Durante le perquisizioni sono stati sequestrati circa 200 pasticche e 50 fiale di steroidi anabolizzanti importati illegalmente. Ulteriori controlli hanno permesso di bloccare il coach di Adria mentre trasportava oltre 850 pasticche e 200 fiale, tra cui nandrolone, sostanza pericolosa e vietata.
L’analisi dei dispositivi mobili sequestrati ha rivelato che le comunicazioni con i clienti avvenivano principalmente tramite WhatsApp, utilizzato sia per organizzare le vendite che per fornire le cosiddette “consulenze mediche”.

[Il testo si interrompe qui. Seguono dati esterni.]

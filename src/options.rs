use crate::zip::CompressionMethod;

/// Default mode for directories created while writing or extracting.
pub const DEFAULT_DIR_MODE: u32 = 0o755;

/// Default DEFLATE level, the zlib default.
pub const DEFAULT_LEVEL: u32 = 6;

/// What to do when the directory walk cannot read an entry.
#[derive(Debug, Clone, Copy, PartialEq, Eq, Default)]
pub enum WalkErrorPolicy {
    /// Stop and return the error.
    #[default]
    Abort,
    /// Log a warning and keep walking.
    Skip,
}

/// Settings for [`ZipBuilder`](crate::ZipBuilder) and [`unzip_with`](crate::unzip_with).
#[derive(Debug, Clone)]
pub struct ZipOptions {
    /// Permission bits for created directories (ignored off Unix).
    pub dir_mode: u32,
    /// Method used for file entries. Directory entries are always stored.
    pub compression: CompressionMethod,
    /// DEFLATE level, 0-9.
    pub level: u32,
    pub walk_errors: WalkErrorPolicy,
}

impl Default for ZipOptions {
    fn default() -> Self {
        Self {
            dir_mode: DEFAULT_DIR_MODE,
            compression: CompressionMethod::Deflate,
            level: DEFAULT_LEVEL,
            walk_errors: WalkErrorPolicy::Abort,
        }
    }
}

impl ZipOptions {
    pub fn dir_mode(mut self, mode: u32) -> Self {
        self.dir_mode = mode;
        self
    }

    pub fn compression(mut self, method: CompressionMethod) -> Self {
        self.compression = method;
        self
    }

    /// Set the DEFLATE level; values above 9 are clamped.
    pub fn level(mut self, level: u32) -> Self {
        self.level = level.min(9);
        self
    }

    pub fn walk_errors(mut self, policy: WalkErrorPolicy) -> Self {
        self.walk_errors = policy;
        self
    }
}

#[cfg(test)]
mod tests {
    use super::*;

    #[test]
    fn defaults() {
        let opts = ZipOptions::default();
        assert_eq!(opts.dir_mode, 0o755);
        assert_eq!(opts.compression, CompressionMethod::Deflate);
        assert_eq!(opts.level, 6);
        assert_eq!(opts.walk_errors, WalkErrorPolicy::Abort);
    }

    #[test]
    fn level_is_clamped() {
        assert_eq!(ZipOptions::default().level(42).level, 9);
    }
}
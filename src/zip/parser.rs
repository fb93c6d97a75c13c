//! Central-directory reader.
//!
//! An archive is read from its tail: the End of Central Directory record
//! (possibly behind a comment, possibly pointing at a ZIP64 record) gives the
//! location of the central directory, which lists every entry. Entry data is
//! only touched later, through the local header offset of each entry. Reading
//! in this order keeps the number of round trips small for remote sources.

use std::io::{Cursor, Read};
use std::sync::Arc;

use byteorder::{LittleEndian, ReadBytesExt};

use crate::error::{Error, Result};
use crate::io::ReadAt;

use super::structures::*;

/// Maximum ZIP comment size allowed by the format (65535 bytes).
const MAX_COMMENT_SIZE: u64 = 65535;

/// ZIP64 extended information extra field.
const ZIP64_EXTRA_ID: u16 = 0x0001;

/// Reads entry metadata out of an archive source.
///
/// Usually driven through [`ZipExtractor`](super::ZipExtractor).
pub struct ZipParser<R: ReadAt> {
    reader: Arc<R>,
    size: u64,
}

impl<R: ReadAt> ZipParser<R> {
    pub fn new(reader: Arc<R>) -> Self {
        let size = reader.size();
        Self { reader, size }
    }

    /// Locate the End of Central Directory record.
    ///
    /// Returns the record and its offset. Fails with
    /// [`Error::InvalidArchive`] when no record can be found, which is what a
    /// file that is not a ZIP archive at all looks like.
    pub async fn find_eocd(&self) -> Result<(EndOfCentralDirectory, u64)> {
        let record = EndOfCentralDirectory::SIZE as u64;
        if self.size < record {
            return Err(Error::invalid("file too small to be a ZIP archive"));
        }

        // Common case first: no archive comment
        let offset = self.size - record;
        let mut buf = vec![0u8; EndOfCentralDirectory::SIZE];
        self.reader.read_exact_at(offset, &mut buf).await?;
        if &buf[0..4] == EndOfCentralDirectory::SIGNATURE && buf[20..22] == [0, 0] {
            return Ok((EndOfCentralDirectory::from_bytes(&buf)?, offset));
        }

        let search_size = (MAX_COMMENT_SIZE + record).min(self.size);
        let search_start = self.size - search_size;
        let mut buf = vec![0u8; search_size as usize];
        self.reader.read_exact_at(search_start, &mut buf).await?;

        // Scan backwards; the comment length must account for the rest of the file
        for i in (0..=buf.len() - EndOfCentralDirectory::SIZE).rev() {
            if &buf[i..i + 4] != EndOfCentralDirectory::SIGNATURE {
                continue;
            }
            let comment_len = u16::from_le_bytes([buf[i + 20], buf[i + 21]]) as usize;
            if comment_len == buf.len() - i - EndOfCentralDirectory::SIZE {
                let eocd =
                    EndOfCentralDirectory::from_bytes(&buf[i..i + EndOfCentralDirectory::SIZE])?;
                return Ok((eocd, search_start + i as u64));
            }
        }

        Err(Error::invalid("end of central directory not found"))
    }

    /// Read the ZIP64 record referenced by the locator in front of the EOCD.
    pub async fn read_zip64_eocd(&self, eocd_offset: u64) -> Result<Zip64EOCD> {
        let locator_offset = eocd_offset
            .checked_sub(Zip64EOCDLocator::SIZE as u64)
            .ok_or_else(|| Error::invalid("missing ZIP64 locator"))?;
        let mut locator_buf = vec![0u8; Zip64EOCDLocator::SIZE];
        self.reader
            .read_exact_at(locator_offset, &mut locator_buf)
            .await?;
        let locator = Zip64EOCDLocator::from_bytes(&locator_buf)?;

        let mut eocd64_buf = vec![0u8; Zip64EOCD::MIN_SIZE];
        self.reader
            .read_exact_at(locator.eocd64_offset, &mut eocd64_buf)
            .await?;
        Zip64EOCD::from_bytes(&eocd64_buf)
    }

    /// List every entry in central-directory order.
    pub async fn list_files(&self) -> Result<Vec<ZipFileEntry>> {
        let (eocd, eocd_offset) = self.find_eocd().await?;

        let (cd_offset, cd_size, total_entries) = if eocd.is_zip64() {
            let eocd64 = self.read_zip64_eocd(eocd_offset).await?;
            (eocd64.cd_offset, eocd64.cd_size, eocd64.total_entries)
        } else {
            (
                eocd.cd_offset as u64,
                eocd.cd_size as u64,
                eocd.total_entries as u64,
            )
        };

        if cd_offset.saturating_add(cd_size) > eocd_offset {
            return Err(Error::invalid("central directory overlaps end record"));
        }
        if total_entries.saturating_mul(CDFH_MIN_SIZE as u64) > cd_size {
            return Err(Error::invalid(format!(
                "{total_entries} entries cannot fit in a {cd_size}-byte central directory"
            )));
        }

        // One read for the whole directory
        let mut cd_data = vec![0u8; cd_size as usize];
        self.reader.read_exact_at(cd_offset, &mut cd_data).await?;

        let mut entries = Vec::with_capacity(total_entries as usize);
        let mut cursor = Cursor::new(cd_data.as_slice());
        for _ in 0..total_entries {
            let entry = parse_cdfh(&mut cursor).map_err(|e| match e {
                Error::Io(_) => Error::invalid("truncated central directory"),
                other => other,
            })?;
            entries.push(entry);
        }

        Ok(entries)
    }

    /// Offset of an entry's data, just past its local header.
    ///
    /// The local header's name and extra field may differ in length from the
    /// central copy, so it has to be read.
    pub async fn get_data_offset(&self, entry: &ZipFileEntry) -> Result<u64> {
        let mut lfh_buf = [0u8; LFH_SIZE];
        self.reader
            .read_exact_at(entry.lfh_offset, &mut lfh_buf)
            .await?;

        if &lfh_buf[0..4] != LFH_SIGNATURE {
            return Err(Error::invalid(format!(
                "bad local header for {}",
                entry.file_name
            )));
        }

        let file_name_length = u16::from_le_bytes([lfh_buf[26], lfh_buf[27]]) as u64;
        let extra_field_length = u16::from_le_bytes([lfh_buf[28], lfh_buf[29]]) as u64;

        let data_offset =
            entry.lfh_offset + LFH_SIZE as u64 + file_name_length + extra_field_length;
        if data_offset.saturating_add(entry.compressed_size) > self.size {
            return Err(Error::invalid(format!(
                "data for {} runs past the end of the archive",
                entry.file_name
            )));
        }

        Ok(data_offset)
    }

    pub fn reader(&self) -> &Arc<R> {
        &self.reader
    }
}

fn parse_cdfh(cursor: &mut Cursor<&[u8]>) -> Result<ZipFileEntry> {
    let mut sig = [0u8; 4];
    cursor.read_exact(&mut sig)?;
    if sig != CDFH_SIGNATURE {
        return Err(Error::invalid("bad central directory file header"));
    }

    let version_made_by = cursor.read_u16::<LittleEndian>()?;
    let _version_needed = cursor.read_u16::<LittleEndian>()?;
    let flags = cursor.read_u16::<LittleEndian>()?;
    let compression_method = cursor.read_u16::<LittleEndian>()?;
    let time = cursor.read_u16::<LittleEndian>()?;
    let date = cursor.read_u16::<LittleEndian>()?;
    let crc32 = cursor.read_u32::<LittleEndian>()?;
    let mut compressed_size = cursor.read_u32::<LittleEndian>()? as u64;
    let mut uncompressed_size = cursor.read_u32::<LittleEndian>()? as u64;
    let file_name_length = cursor.read_u16::<LittleEndian>()?;
    let extra_field_length = cursor.read_u16::<LittleEndian>()?;
    let file_comment_length = cursor.read_u16::<LittleEndian>()?;
    let _disk_number_start = cursor.read_u16::<LittleEndian>()?;
    let _internal_attrs = cursor.read_u16::<LittleEndian>()?;
    let external_attrs = cursor.read_u32::<LittleEndian>()?;
    let mut lfh_offset = cursor.read_u32::<LittleEndian>()? as u64;

    let mut file_name_bytes = vec![0u8; file_name_length as usize];
    cursor.read_exact(&mut file_name_bytes)?;
    let file_name = String::from_utf8_lossy(&file_name_bytes).into_owned();

    let extra_field_end = cursor.position() + extra_field_length as u64;
    while cursor.position() + 4 <= extra_field_end {
        let header_id = cursor.read_u16::<LittleEndian>()?;
        let field_size = cursor.read_u16::<LittleEndian>()? as u64;
        let field_end = cursor.position() + field_size;

        if header_id == ZIP64_EXTRA_ID {
            // Present only for the fields saturated in the fixed header, in this order
            if uncompressed_size == MAX_U32 && cursor.position() + 8 <= field_end {
                uncompressed_size = cursor.read_u64::<LittleEndian>()?;
            }
            if compressed_size == MAX_U32 && cursor.position() + 8 <= field_end {
                compressed_size = cursor.read_u64::<LittleEndian>()?;
            }
            if lfh_offset == MAX_U32 && cursor.position() + 8 <= field_end {
                lfh_offset = cursor.read_u64::<LittleEndian>()?;
            }
        }
        cursor.set_position(field_end);
    }
    cursor.set_position(extra_field_end + file_comment_length as u64);
    if cursor.position() > cursor.get_ref().len() as u64 {
        return Err(Error::invalid("truncated central directory"));
    }

    let unix_mode = (version_made_by >> 8 == 3).then_some(external_attrs >> 16);
    let is_directory = file_name.ends_with('/') || unix_mode.is_some_and(is_dir_mode);

    Ok(ZipFileEntry {
        file_name,
        compression_method: CompressionMethod::from_u16(compression_method),
        flags,
        compressed_size,
        uncompressed_size,
        crc32,
        lfh_offset,
        modified: DosDateTime { date, time },
        unix_mode,
        is_directory,
    })
}

#[cfg(test)]
mod tests {
    use super::*;
    use async_trait::async_trait;

    struct MemorySource(Vec<u8>);

    #[async_trait]
    impl ReadAt for MemorySource {
        async fn read_at(&self, offset: u64, buf: &mut [u8]) -> Result<usize> {
            let data = self.0.get(offset as usize..).unwrap_or_default();
            let n = data.len().min(buf.len());
            buf[..n].copy_from_slice(&data[..n]);
            Ok(n)
        }

        fn size(&self) -> u64 {
            self.0.len() as u64
        }
    }

    fn empty_archive(comment: &[u8]) -> Vec<u8> {
        let mut buf = Vec::new();
        EndOfCentralDirectory {
            disk_number: 0,
            disk_with_cd: 0,
            disk_entries: 0,
            total_entries: 0,
            cd_size: 0,
            cd_offset: 0,
            comment_len: comment.len() as u16,
        }
        .write_to(&mut buf)
        .unwrap();
        buf.extend_from_slice(comment);
        buf
    }

    #[tokio::test]
    async fn finds_eocd_behind_a_comment() {
        let parser = ZipParser::new(Arc::new(MemorySource(empty_archive(b"hello there"))));
        let (eocd, offset) = parser.find_eocd().await.unwrap();
        assert_eq!(offset, 0);
        assert_eq!(eocd.comment_len, 11);
        assert!(parser.list_files().await.unwrap().is_empty());
    }

    #[tokio::test]
    async fn rejects_data_that_is_not_an_archive() {
        let parser = ZipParser::new(Arc::new(MemorySource(b"just some text, no zip here".to_vec())));
        assert!(matches!(
            parser.list_files().await,
            Err(Error::InvalidArchive(_))
        ));

        let tiny = ZipParser::new(Arc::new(MemorySource(b"PK".to_vec())));
        assert!(matches!(tiny.list_files().await, Err(Error::InvalidArchive(_))));
    }

    /// One stored entry whose sizes and offset live only in ZIP64 fields.
    fn zip64_archive(name: &str, data: &[u8]) -> Vec<u8> {
        use byteorder::WriteBytesExt;
        use std::io::Write;

        let mut crc = flate2::Crc::new();
        crc.update(data);
        let le = |buf: &mut Vec<u8>, v: u16| buf.write_u16::<LittleEndian>(v).unwrap();

        let mut out = Vec::new();
        out.write_all(LFH_SIGNATURE).unwrap();
        for v in [45, 0, 0, 0, DosDateTime::EPOCH.date] {
            le(&mut out, v);
        }
        out.write_u32::<LittleEndian>(crc.sum()).unwrap();
        out.write_u32::<LittleEndian>(data.len() as u32).unwrap();
        out.write_u32::<LittleEndian>(data.len() as u32).unwrap();
        le(&mut out, name.len() as u16);
        le(&mut out, 0);
        out.write_all(name.as_bytes()).unwrap();
        out.write_all(data).unwrap();

        let cd_offset = out.len() as u64;
        out.write_all(CDFH_SIGNATURE).unwrap();
        for v in [(3 << 8) | 45, 45, 0, 0, 0, DosDateTime::EPOCH.date] {
            le(&mut out, v);
        }
        out.write_u32::<LittleEndian>(crc.sum()).unwrap();
        out.write_u32::<LittleEndian>(0xFFFF_FFFF).unwrap();
        out.write_u32::<LittleEndian>(0xFFFF_FFFF).unwrap();
        le(&mut out, name.len() as u16);
        le(&mut out, 4 + 24);
        for v in [0, 0, 0] {
            le(&mut out, v);
        }
        out.write_u32::<LittleEndian>(0o100644 << 16).unwrap();
        out.write_u32::<LittleEndian>(0xFFFF_FFFF).unwrap();
        out.write_all(name.as_bytes()).unwrap();
        le(&mut out, ZIP64_EXTRA_ID);
        le(&mut out, 24);
        out.write_u64::<LittleEndian>(data.len() as u64).unwrap();
        out.write_u64::<LittleEndian>(data.len() as u64).unwrap();
        out.write_u64::<LittleEndian>(0).unwrap();
        let cd_size = out.len() as u64 - cd_offset;

        let eocd64_offset = out.len() as u64;
        out.write_all(Zip64EOCD::SIGNATURE).unwrap();
        out.write_u64::<LittleEndian>(44).unwrap();
        le(&mut out, (3 << 8) | 45);
        le(&mut out, 45);
        out.write_u32::<LittleEndian>(0).unwrap();
        out.write_u32::<LittleEndian>(0).unwrap();
        out.write_u64::<LittleEndian>(1).unwrap();
        out.write_u64::<LittleEndian>(1).unwrap();
        out.write_u64::<LittleEndian>(cd_size).unwrap();
        out.write_u64::<LittleEndian>(cd_offset).unwrap();

        out.write_all(Zip64EOCDLocator::SIGNATURE).unwrap();
        out.write_u32::<LittleEndian>(0).unwrap();
        out.write_u64::<LittleEndian>(eocd64_offset).unwrap();
        out.write_u32::<LittleEndian>(1).unwrap();

        EndOfCentralDirectory {
            disk_number: 0,
            disk_with_cd: 0,
            disk_entries: 0xFFFF,
            total_entries: 0xFFFF,
            cd_size: 0xFFFF_FFFF,
            cd_offset: 0xFFFF_FFFF,
            comment_len: 0,
        }
        .write_to(&mut out)
        .unwrap();
        out
    }

    #[tokio::test]
    async fn reads_zip64_records_and_extra_fields() {
        let data = zip64_archive("big.txt", b"hello zip64");
        let parser = ZipParser::new(Arc::new(MemorySource(data)));

        let (eocd, eocd_offset) = parser.find_eocd().await.unwrap();
        assert!(eocd.is_zip64());
        let eocd64 = parser.read_zip64_eocd(eocd_offset).await.unwrap();
        assert_eq!(eocd64.total_entries, 1);

        let entries = parser.list_files().await.unwrap();
        assert_eq!(entries.len(), 1);
        let entry = &entries[0];
        assert_eq!(entry.file_name, "big.txt");
        assert_eq!(entry.uncompressed_size, 11);
        assert_eq!(entry.compressed_size, 11);
        assert_eq!(entry.lfh_offset, 0);
        assert_eq!(entry.unix_mode, Some(0o100644));
        assert!(!entry.is_directory);

        let offset = parser.get_data_offset(entry).await.unwrap();
        let mut buf = vec![0u8; 11];
        parser.reader().read_exact_at(offset, &mut buf).await.unwrap();
        assert_eq!(buf, b"hello zip64");
    }

    #[tokio::test]
    async fn rejects_entry_count_larger_than_directory() {
        let mut data = empty_archive(b"");
        // total_entries = 5 with a zero-length directory
        data[8..10].copy_from_slice(&5u16.to_le_bytes());
        data[10..12].copy_from_slice(&5u16.to_le_bytes());
        let parser = ZipParser::new(Arc::new(MemorySource(data)));
        assert!(matches!(
            parser.list_files().await,
            Err(Error::InvalidArchive(_))
        ));
    }
}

Tra le sostanze sequestrate figurano farmaci estremamente pericolosi se assunti senza supervisione medica, come oxandrolone, nandrolone e stanozololo, noti per i loro gravi effetti collaterali, inclusi rischi cardiovascolari, neurotossicità e potenziali effetti tumorali.
Oltre ai principali indagati, sono stati denunciati anche cinque bodybuilder che utilizzavano le sostanze proibite e che, durante le audizioni, hanno fornito dichiarazioni false per coprire le responsabilità del personal trainer, configurando il reato di favoreggiamento personale.
L’operazione rappresenta un duro colpo al mercato clandestino degli anabolizzanti nelle palestre della provincia di Rovigo, evidenziando l’importanza della vigilanza e del contrasto alle pratiche illegali nel settore sportivo.